Estava pedalando pelo Eixão de Brasília, domingo passado. Innocêncio Viegas é escritor maranhense radicado em Brasília, desde 1984. É autor do livro “Contos, Cantos e Encantos”e também daqueles cronistas que dá prazer ler.
Hoje o homenageio e te presenteio com duas de suas crônicas, para começar bem o dia.
“O último dia da primavera”
por Innocêncio Viégas
Hoje, vinte de dezembro de dois mil e vinte, último dia da primavera no Hemisfério
Norte, o sol radiante de todos os dias não apareceu no horizonte entre as montanhas de
Sobradinho – DF. O céu estava pleno de nuvens plúmbeas e o vento frio nos tirava o ânimo
para varrer as folhas secas do pomar.
Uma chuva fina caía sobre as árvores, sobre a grama do pátio e sobre as flores do
jardim da Bel, lavando as mangas que pendiam dos galhos da frondosa mangueira que enfeita
nosso quintal. O sabiá madrugador, que nos encanta com seu mavioso canto, estava mudo,
quem sabe, já saudoso dos floridos dias da primavera. O terreno gramado em redor do Rancho
se deixava encharcar como a querer fazer reserva para os dias secos do verão que vem
chegando.
Abri a grande porta de vidro do nosso quarto que dá para o jardim e fiquei admirando
a chuva, a beleza das flores e o verde lindo do gramado. Logo vi uma corredeira formada pela
água que descia do telhado pela calha, formando um límpido riozinho, beirando a calçada do
nosso quarto.
Lembrei-me do poeta português Fernando Pessoa, que cantou em versos o rio que
passa em sua aldeia. Disse o poeta que o rio Tejo não é mais bonito que o rio que passa em
sua aldeia e concluiu: “porque o Tejo, não é o rio que passa em minha Aldeia”.

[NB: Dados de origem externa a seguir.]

//! Component A — Export Buffer.
//!
//! Per-destination byte-oriented FIFO with partial-send resumption. A
//! [`Mediator`](crate::mediator::Mediator) owns exactly one of these.

use std::collections::VecDeque;
use std::io;

/// Minimal abstraction over "something you can write non-blocking bytes
/// to". `socket2::Socket` implements it directly; tests use an in-memory
/// stand-in so transmission logic can be exercised without a real
/// connection.
pub trait ByteSink {
    /// Attempt a non-blocking send of `buf`. Must return
    /// `ErrorKind::WouldBlock` rather than blocking when the socket
    /// cannot currently accept more data.
    fn send_nonblocking(&self, buf: &[u8]) -> io::Result<usize>;
}

impl ByteSink for socket2::Socket {
    fn send_nonblocking(&self, buf: &[u8]) -> io::Result<usize> {
        self.send(buf)
    }
}

/// One fully-encoded record sitting in the queue.
#[derive(Debug, Clone)]
struct BufferedRecord {
    bytes: Vec<u8>,
}

/// Ordered byte queue holding fully encoded records awaiting delivery to
/// a single mediator.
///
/// Invariant: `partialfront` resets to zero whenever the socket is
/// (re)connected — the whole record at the head of the queue is
/// retransmitted, and downstream dedup at the mediator is relied upon.
#[derive(Debug, Default)]
pub struct ExportBuffer {
    queue: VecDeque<BufferedRecord>,
    partialfront: usize,
    buffered_bytes: usize,
    /// Count of records dropped because the buffer hit its configured
    /// ceiling. Exposed to observability per the design's overflow
    /// counter requirement.
    pub overflow_drops: u64,
    /// Ceiling on total buffered bytes before oldest records are
    /// dropped. `None` means unbounded (matches the source's behaviour,
    /// not recommended for production use — see DESIGN.md).
    pub max_bytes: Option<usize>,
}

impl ExportBuffer {
    pub fn new(max_bytes: Option<usize>) -> Self {
        ExportBuffer {
            queue: VecDeque::new(),
            partialfront: 0,
            buffered_bytes: 0,
            overflow_drops: 0,
            max_bytes,
        }
    }

    /// Appends `record`, recording `already_sent` as the count of bytes
    /// already transmitted on a prior partial send attempt (zero for a
    /// record that has never touched the wire).
    pub fn append(&mut self, record: Vec<u8>, already_sent: usize) {
        let len = record.len();
        self.queue.push_back(BufferedRecord { bytes: record });
        self.buffered_bytes += len;

        // The newly appended record is only "partially sent" if it is
        // also the head of the queue (i.e. the queue was empty before
        // this push). already_sent arriving on an append to a
        // non-empty queue would indicate a caller bug; we still track
        // it against the new tail's position by folding it into
        // partialfront only when this record becomes the head.
        if self.queue.len() == 1 {
            self.partialfront = already_sent.min(len);
        }

        self.enforce_ceiling();
    }

    fn enforce_ceiling(&mut self) {
        let Some(max) = self.max_bytes else {
            return;
        };
        while self.buffered_bytes > max && self.queue.len() > 1 {
            if let Some(dropped) = self.queue.pop_front() {
                self.buffered_bytes -= dropped.bytes.len();
                self.overflow_drops += 1;
                self.partialfront = 0;
            }
        }
    }

    /// Resets partial-send progress, e.g. after a fresh connect. The
    /// whole record at the head will be retransmitted.
    pub fn reset_partial(&mut self) {
        self.partialfront = 0;
    }

    pub fn buffered_bytes(&self) -> usize {
        self.buffered_bytes
    }

    pub fn is_empty(&self) -> bool {
        self.queue.is_empty()
    }

    /// Writes up to `max_batch` bytes from the head of the queue,
    /// advancing `partialfront` on partial writes and freeing fully
    /// drained records. Returns the number of bytes actually written.
    ///
    /// On `WouldBlock`, returns `Ok(0)` — not an error, per the
    /// non-blocking send contract used throughout the exporter.
    pub fn transmit<S: ByteSink>(&mut self, sink: &S, max_batch: usize) -> io::Result<usize> {
        let mut total_written = 0usize;

        while total_written < max_batch {
            let Some(front) = self.queue.front() else {
                break;
            };

            let remaining_in_record = &front.bytes[self.partialfront..];
            if remaining_in_record.is_empty() {
                self.queue.pop_front();
                continue;
            }

            let budget = max_batch - total_written;
            let to_send = if remaining_in_record.len() > budget {
                &remaining_in_record[..budget]
            } else {
                remaining_in_record
            };

            match sink.send_nonblocking(to_send) {
                Ok(0) => break,
                Ok(n) => {
                    let short_write = n < to_send.len();
                    total_written += n;
                    self.partialfront += n;
                    self.buffered_bytes -= n;

                    if self.partialfront >= front.bytes.len() {
                        self.queue.pop_front();
                        self.partialfront = 0;
                    }

                    // A non-blocking socket accepting less than offered
                    // means its send buffer is full; further sends in
                    // this call would just spin on WouldBlock.
                    if short_write {
                        break;
                    }
                }
                Err(e) if e.kind() == io::ErrorKind::WouldBlock => break,
                Err(e) => return Err(e),
            }
        }

        Ok(total_written)
    }
}

#[cfg(test)]
mod tests {
    use super::*;
    use std::cell::RefCell;

    /// In-memory sink that can be told to accept everything, accept
    /// partially, or refuse with WouldBlock / an arbitrary error.
    #[derive(Default)]
    struct MockSink {
        received: RefCell<Vec<u8>>,
        max_accept: Option<usize>,
        fail_with: Option<io::ErrorKind>,
    }

    impl ByteSink for MockSink {
        fn send_nonblocking(&self, buf: &[u8]) -> io::Result<usize> {
            if let Some(kind) = self.fail_with {
                return Err(io::Error::from(kind));
            }
            let n = self.max_accept.map(|m| m.min(buf.len())).unwrap_or(buf.len());
            self.received.borrow_mut().extend_from_slice(&buf[..n]);
            Ok(n)
        }
    }

    #[test]
    fn append_and_transmit_full_record() {
        let mut buf = ExportBuffer::new(None);
        buf.append(b"hello".to_vec(), 0);
        let sink = MockSink::default();
        let n = buf.transmit(&sink, 1024).unwrap();
        assert_eq!(n, 5);
        assert!(buf.is_empty());
        assert_eq!(&*sink.received.borrow(), b"hello");
    }

    #[test]
    fn partial_send_resumes_from_partialfront() {
        let mut buf = ExportBuffer::new(None);
        buf.append(b"hello world".to_vec(), 0);
        let sink = MockSink {
            max_accept: Some(5),
            ..Default::default()
        };
        let n = buf.transmit(&sink, 1024).unwrap();
        assert_eq!(n, 5);
        assert_eq!(buf.buffered_bytes(), 6);
        assert_eq!(&*sink.received.borrow(), b"hello");

        // Second transmit, on a sink with room for the rest, continues
        // from "world" (partialfront), not from the start of the record.
        let sink2 = MockSink::default();
        let n2 = buf.transmit(&sink2, 1024).unwrap();
        assert_eq!(n2, 6);
        assert!(buf.is_empty());
        assert_eq!(&*sink2.received.borrow(), b" world");
    }

    #[test]
    fn would_block_stops_without_error() {
        let mut buf = ExportBuffer::new(None);
        buf.append(b"data".to_vec(), 0);
        let sink = MockSink {
            fail_with: Some(io::ErrorKind::WouldBlock),
            ..Default::default()
        };
        let n = buf.transmit(&sink, 1024).unwrap();
        assert_eq!(n, 0);
        assert_eq!(buf.buffered_bytes(), 4);
    }

    #[test]
    fn reset_partial_retransmits_whole_head_record() {
        let mut buf = ExportBuffer::new(None);
        buf.append(b"hello".to_vec(), 0);
        let sink = MockSink {
            max_accept: Some(2),
            ..Default::default()
        };
        buf.transmit(&sink, 1024).unwrap();
        assert_eq!(buf.buffered_bytes(), 3);

        // Simulate reconnect: caller resets partialfront.
        buf.reset_partial();
        let sink2 = MockSink::default();
        let n = buf.transmit(&sink2, 1024).unwrap();
        // Whole record retransmitted, including the bytes already "sent"
        // on the old connection.
        assert_eq!(n, 5);
        assert_eq!(&*sink2.received.borrow(), b"hello");
    }

    #[test]
    fn order_is_preserved_across_records() {
        let mut buf = ExportBuffer::new(None);
        buf.append(b"AAA".to_vec(), 0);
        buf.append(b"BBB".to_vec(), 0);
        let sink = MockSink::default();
        buf.transmit(&sink, 1024).unwrap();
        assert_eq!(&*sink.received.borrow(), b"AAABBB");
    }

    #[test]
    fn ceiling_drops_oldest_on_overflow() {
        let mut buf = ExportBuffer::new(Some(10));
        buf.append(vec![0u8; 6], 0);
        buf.append(vec![1u8; 6], 0);
        assert_eq!(buf.overflow_drops, 1);
        assert_eq!(buf.buffered_bytes(), 6);
    }

    #[test]
    fn hard_error_propagates() {
        let mut buf = ExportBuffer::new(None);
        buf.append(b"x".to_vec(), 0);
        let sink = MockSink {
            fail_with: Some(io::ErrorKind::ConnectionReset),
            ..Default::default()
        };
        assert!(buf.transmit(&sink, 1024).is_err());
    }
}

Igual a Pessoa, também temos um rio que corre em nosso gramado sempre que chove,
e não o trocaríamos por nenhum dos grandes rios que nas cheias atormentam os ribeirinhos.
Fui buscar uma folha de papel, dobrei, dobrei, e me vi menino fazendo um barquinho
de papel de embrulho. O barquinho ficou pronto, não tão perfeito quanto os que eu fazia em
priscas eras. Coloquei suavemente sobre a água do rio, o meu barquinho que logo seguiu seu
destino encalhou no primeiro galho seco caído de uma roseira. Fui lá, mesmo na chuva e o
livrei do obstáculo. Ele seguiu o seu caminho, sem leme, sem um barqueiro, sem amarras e
solto no mundo.
Meu barquinho, porém, não navegava só, dentro dele estava o meu pensamento, com
toda energia dos primeiros dias. Ele levava ali, em seu interior, a esperança dos tempos idos,
dos meus desejos de menino que não os realizei.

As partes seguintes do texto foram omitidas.